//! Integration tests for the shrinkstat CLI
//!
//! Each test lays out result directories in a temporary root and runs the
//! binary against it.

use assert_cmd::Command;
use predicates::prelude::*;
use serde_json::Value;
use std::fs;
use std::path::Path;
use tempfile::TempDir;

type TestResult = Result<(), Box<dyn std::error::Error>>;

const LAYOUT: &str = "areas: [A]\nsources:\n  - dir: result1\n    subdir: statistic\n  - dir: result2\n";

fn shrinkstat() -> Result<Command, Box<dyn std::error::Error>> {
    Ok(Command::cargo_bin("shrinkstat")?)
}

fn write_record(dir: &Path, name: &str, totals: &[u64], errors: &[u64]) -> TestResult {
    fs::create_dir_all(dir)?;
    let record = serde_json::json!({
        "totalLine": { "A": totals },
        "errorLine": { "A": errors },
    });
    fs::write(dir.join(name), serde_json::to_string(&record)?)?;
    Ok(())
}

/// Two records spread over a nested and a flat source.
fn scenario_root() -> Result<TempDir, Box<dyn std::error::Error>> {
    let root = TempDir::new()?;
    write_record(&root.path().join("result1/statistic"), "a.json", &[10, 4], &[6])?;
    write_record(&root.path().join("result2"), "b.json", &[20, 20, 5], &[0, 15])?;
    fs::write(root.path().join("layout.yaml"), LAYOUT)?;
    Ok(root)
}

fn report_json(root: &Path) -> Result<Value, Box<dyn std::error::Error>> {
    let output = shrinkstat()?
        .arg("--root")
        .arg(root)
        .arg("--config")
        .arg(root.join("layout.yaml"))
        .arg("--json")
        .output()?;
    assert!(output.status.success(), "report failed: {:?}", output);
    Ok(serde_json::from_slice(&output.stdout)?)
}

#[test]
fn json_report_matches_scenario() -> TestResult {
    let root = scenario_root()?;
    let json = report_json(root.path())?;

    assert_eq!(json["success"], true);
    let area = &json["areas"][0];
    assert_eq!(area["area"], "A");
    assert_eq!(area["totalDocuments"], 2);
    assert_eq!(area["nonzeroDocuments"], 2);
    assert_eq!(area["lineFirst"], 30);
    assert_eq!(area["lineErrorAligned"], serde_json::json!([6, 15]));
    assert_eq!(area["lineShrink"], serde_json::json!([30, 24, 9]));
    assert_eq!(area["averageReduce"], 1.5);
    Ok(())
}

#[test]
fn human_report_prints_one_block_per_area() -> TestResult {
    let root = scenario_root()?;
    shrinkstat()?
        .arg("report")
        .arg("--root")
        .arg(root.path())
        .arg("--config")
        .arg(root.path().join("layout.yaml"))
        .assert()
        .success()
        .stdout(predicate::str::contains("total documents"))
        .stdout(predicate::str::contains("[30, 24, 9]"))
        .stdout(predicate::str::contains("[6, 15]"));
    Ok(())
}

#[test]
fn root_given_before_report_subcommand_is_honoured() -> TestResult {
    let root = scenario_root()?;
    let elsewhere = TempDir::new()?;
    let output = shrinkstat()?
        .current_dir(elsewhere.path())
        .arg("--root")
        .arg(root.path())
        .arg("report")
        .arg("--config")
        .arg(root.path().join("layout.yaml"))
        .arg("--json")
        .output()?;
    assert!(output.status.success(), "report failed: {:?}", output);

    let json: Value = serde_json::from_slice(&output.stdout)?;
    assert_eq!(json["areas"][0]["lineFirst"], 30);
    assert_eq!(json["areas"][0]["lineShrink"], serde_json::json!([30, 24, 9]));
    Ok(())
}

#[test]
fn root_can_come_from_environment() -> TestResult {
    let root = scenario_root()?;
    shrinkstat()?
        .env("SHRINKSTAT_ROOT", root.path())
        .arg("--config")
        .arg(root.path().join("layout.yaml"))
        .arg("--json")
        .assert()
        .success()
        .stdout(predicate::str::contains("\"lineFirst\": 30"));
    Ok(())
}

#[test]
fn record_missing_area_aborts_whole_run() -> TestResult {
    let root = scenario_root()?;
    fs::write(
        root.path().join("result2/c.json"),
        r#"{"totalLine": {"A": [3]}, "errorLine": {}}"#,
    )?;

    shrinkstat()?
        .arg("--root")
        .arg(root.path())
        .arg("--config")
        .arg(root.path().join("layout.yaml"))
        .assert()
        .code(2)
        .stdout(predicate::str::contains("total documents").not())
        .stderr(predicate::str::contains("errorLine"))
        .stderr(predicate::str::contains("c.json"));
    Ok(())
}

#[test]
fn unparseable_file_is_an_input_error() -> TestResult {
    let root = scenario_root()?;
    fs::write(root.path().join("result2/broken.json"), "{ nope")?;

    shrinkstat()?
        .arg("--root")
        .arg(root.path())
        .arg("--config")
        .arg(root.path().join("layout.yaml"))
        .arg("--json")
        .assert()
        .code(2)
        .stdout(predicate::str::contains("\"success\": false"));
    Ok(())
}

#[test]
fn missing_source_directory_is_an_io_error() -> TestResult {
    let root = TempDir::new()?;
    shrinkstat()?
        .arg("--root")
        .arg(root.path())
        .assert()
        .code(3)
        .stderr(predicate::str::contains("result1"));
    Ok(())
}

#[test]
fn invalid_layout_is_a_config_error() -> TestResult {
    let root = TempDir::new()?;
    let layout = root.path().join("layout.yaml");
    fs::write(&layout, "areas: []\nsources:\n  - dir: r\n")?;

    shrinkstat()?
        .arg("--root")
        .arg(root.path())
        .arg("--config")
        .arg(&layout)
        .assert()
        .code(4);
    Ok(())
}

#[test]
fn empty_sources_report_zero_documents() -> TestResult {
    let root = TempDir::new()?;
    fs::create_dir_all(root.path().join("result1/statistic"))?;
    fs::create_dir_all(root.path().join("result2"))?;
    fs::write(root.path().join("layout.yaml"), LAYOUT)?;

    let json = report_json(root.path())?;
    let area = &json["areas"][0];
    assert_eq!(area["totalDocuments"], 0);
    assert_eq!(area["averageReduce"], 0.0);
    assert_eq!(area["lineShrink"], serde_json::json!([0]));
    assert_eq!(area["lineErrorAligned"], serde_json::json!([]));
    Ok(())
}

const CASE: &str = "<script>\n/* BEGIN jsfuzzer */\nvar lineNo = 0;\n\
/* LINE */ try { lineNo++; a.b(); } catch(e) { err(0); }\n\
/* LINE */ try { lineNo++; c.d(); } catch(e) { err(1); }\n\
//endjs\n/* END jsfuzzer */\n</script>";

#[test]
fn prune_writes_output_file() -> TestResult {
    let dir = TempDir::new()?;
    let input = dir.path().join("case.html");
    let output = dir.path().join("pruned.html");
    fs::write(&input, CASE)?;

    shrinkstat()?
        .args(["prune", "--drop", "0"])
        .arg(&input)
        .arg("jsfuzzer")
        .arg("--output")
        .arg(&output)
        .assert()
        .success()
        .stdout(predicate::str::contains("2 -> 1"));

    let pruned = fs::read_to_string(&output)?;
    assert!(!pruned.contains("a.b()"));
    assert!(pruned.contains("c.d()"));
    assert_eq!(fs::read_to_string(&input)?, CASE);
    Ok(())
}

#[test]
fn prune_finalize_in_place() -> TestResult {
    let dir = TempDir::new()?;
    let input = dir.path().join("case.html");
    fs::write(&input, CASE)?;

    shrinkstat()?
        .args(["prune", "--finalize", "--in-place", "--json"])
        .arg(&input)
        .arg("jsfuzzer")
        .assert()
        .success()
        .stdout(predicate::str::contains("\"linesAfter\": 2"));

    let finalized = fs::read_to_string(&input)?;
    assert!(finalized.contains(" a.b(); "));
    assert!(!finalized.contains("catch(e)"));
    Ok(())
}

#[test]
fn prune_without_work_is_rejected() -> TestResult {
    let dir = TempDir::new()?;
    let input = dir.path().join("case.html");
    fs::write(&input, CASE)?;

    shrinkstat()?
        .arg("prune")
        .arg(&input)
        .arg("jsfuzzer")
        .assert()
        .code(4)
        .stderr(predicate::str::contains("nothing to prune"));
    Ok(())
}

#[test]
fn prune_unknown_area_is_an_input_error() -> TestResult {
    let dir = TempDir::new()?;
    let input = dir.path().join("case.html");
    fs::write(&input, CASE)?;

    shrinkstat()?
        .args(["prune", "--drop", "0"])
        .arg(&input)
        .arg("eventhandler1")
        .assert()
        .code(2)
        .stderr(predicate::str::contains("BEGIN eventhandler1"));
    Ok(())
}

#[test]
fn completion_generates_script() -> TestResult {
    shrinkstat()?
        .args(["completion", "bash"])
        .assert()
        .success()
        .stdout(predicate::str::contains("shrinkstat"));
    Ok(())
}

--

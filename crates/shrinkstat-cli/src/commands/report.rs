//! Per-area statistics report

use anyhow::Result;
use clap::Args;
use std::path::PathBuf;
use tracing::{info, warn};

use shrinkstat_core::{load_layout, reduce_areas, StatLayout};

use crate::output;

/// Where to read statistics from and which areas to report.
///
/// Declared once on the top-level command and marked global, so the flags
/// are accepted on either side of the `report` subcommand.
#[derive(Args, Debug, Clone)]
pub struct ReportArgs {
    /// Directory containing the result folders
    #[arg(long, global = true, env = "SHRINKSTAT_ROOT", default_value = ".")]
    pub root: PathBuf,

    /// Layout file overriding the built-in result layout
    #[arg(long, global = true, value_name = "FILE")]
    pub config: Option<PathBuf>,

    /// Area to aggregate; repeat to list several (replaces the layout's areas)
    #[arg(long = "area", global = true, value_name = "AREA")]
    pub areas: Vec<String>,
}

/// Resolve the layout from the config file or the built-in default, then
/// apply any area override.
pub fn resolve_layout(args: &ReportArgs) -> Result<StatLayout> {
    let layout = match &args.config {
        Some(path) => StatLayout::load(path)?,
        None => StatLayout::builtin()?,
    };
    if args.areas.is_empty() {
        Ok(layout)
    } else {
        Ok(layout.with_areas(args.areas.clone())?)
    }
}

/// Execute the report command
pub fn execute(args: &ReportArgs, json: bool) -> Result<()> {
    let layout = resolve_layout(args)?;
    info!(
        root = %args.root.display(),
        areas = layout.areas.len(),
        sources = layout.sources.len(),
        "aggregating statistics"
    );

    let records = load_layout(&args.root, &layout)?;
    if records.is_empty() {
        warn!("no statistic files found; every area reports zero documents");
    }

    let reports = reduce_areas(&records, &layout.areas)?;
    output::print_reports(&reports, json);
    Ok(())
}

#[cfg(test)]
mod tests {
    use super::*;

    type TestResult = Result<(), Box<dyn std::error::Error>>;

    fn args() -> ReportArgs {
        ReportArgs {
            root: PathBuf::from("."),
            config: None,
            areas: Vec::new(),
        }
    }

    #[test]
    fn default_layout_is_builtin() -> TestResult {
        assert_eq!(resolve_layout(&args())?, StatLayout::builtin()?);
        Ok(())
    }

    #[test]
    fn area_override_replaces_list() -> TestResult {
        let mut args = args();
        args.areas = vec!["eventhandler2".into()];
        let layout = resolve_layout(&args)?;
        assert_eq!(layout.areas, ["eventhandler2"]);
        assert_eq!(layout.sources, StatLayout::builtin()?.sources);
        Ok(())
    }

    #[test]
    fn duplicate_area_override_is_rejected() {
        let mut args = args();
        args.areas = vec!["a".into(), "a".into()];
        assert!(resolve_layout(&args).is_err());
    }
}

TASK OBJECTIVE » Of all the entries above, output exactly the lines between the one holding "let records = load_layout(&args.root, &layout)?;" and the one holding "fn args() ->", inclusive.

EXERCISE RESPONSE »
    let records = load_layout(&args.root, &layout)?;
    if records.is_empty() {
        warn!("no statistic files found; every area reports zero documents");
    }

    let reports = reduce_areas(&records, &layout.areas)?;
    output::print_reports(&reports, json);
    Ok(())
}

#[cfg(test)]
mod tests {
    use super::*;

    type TestResult = Result<(), Box<dyn std::error::Error>>;

    fn args() -> ReportArgs {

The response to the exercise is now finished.